◆ DIRECTIONS: Look over the lines below. Report each one that includes the string "next".

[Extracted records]

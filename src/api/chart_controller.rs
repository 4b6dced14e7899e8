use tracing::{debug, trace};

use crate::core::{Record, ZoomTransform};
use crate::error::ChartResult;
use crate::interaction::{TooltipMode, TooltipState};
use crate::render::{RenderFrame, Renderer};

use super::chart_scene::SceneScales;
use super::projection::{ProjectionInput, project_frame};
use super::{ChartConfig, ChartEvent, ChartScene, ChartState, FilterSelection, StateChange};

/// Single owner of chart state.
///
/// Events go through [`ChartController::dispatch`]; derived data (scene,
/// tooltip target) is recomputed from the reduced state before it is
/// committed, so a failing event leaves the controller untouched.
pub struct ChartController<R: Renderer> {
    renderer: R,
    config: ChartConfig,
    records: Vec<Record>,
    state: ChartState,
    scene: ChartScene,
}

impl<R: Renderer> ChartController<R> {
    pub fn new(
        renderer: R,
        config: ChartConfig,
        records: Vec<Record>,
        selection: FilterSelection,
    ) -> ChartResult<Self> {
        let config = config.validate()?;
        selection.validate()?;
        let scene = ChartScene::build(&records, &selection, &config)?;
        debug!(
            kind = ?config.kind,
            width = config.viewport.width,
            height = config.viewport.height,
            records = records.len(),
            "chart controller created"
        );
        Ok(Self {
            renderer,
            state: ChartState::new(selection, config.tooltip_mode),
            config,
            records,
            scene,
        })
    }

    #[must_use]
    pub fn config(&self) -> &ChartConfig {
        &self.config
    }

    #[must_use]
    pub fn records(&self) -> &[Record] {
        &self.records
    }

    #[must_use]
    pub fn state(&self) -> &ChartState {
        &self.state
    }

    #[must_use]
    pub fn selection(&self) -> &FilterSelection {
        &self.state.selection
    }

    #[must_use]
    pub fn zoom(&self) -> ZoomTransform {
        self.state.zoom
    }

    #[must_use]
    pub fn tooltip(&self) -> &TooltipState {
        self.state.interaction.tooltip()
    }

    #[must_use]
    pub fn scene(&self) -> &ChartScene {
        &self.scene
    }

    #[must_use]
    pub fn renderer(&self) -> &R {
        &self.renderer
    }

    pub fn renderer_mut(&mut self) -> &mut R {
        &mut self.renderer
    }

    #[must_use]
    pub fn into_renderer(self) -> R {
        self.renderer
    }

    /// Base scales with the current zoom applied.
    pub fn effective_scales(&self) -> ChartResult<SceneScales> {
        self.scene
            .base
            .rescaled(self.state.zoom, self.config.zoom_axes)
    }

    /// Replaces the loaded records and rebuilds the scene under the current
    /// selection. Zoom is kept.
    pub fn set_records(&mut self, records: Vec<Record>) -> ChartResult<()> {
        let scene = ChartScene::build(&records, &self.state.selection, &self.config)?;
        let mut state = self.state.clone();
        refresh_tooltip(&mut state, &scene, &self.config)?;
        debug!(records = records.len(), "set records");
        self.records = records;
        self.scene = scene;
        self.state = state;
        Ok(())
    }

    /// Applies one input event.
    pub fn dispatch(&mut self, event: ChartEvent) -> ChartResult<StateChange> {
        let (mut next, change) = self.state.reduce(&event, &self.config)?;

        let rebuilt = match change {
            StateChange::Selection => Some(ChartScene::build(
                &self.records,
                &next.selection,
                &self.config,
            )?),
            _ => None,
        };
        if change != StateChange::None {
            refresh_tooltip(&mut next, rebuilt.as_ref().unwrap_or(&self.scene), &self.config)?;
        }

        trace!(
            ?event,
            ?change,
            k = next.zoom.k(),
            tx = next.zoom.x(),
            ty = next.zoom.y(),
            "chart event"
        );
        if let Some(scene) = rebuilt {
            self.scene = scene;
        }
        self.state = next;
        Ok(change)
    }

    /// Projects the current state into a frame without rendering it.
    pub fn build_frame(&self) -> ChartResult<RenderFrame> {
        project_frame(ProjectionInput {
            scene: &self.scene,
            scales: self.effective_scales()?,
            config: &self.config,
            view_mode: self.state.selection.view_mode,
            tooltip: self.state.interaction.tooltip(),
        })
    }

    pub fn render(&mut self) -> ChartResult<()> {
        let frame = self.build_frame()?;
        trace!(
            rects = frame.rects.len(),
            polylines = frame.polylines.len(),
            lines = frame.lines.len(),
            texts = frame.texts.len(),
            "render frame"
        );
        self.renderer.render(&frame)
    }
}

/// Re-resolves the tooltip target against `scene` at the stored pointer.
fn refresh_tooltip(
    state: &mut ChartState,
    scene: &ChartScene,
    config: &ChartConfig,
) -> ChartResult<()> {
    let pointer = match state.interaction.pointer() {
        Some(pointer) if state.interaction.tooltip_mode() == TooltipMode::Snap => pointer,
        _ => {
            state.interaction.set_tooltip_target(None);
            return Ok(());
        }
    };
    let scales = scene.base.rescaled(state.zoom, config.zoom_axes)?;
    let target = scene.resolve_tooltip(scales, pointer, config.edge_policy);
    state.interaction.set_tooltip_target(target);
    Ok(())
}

◆ SOLVED PROBLEM:
        let (mut next, change) = self.state.reduce(&event, &self.config)?;
                &next.selection,
            refresh_tooltip(&mut next, rebuilt.as_ref().unwrap_or(&self.scene), &self.config)?;
            k = next.zoom.k(),
            tx = next.zoom.x(),
            ty = next.zoom.y(),
        self.state = next;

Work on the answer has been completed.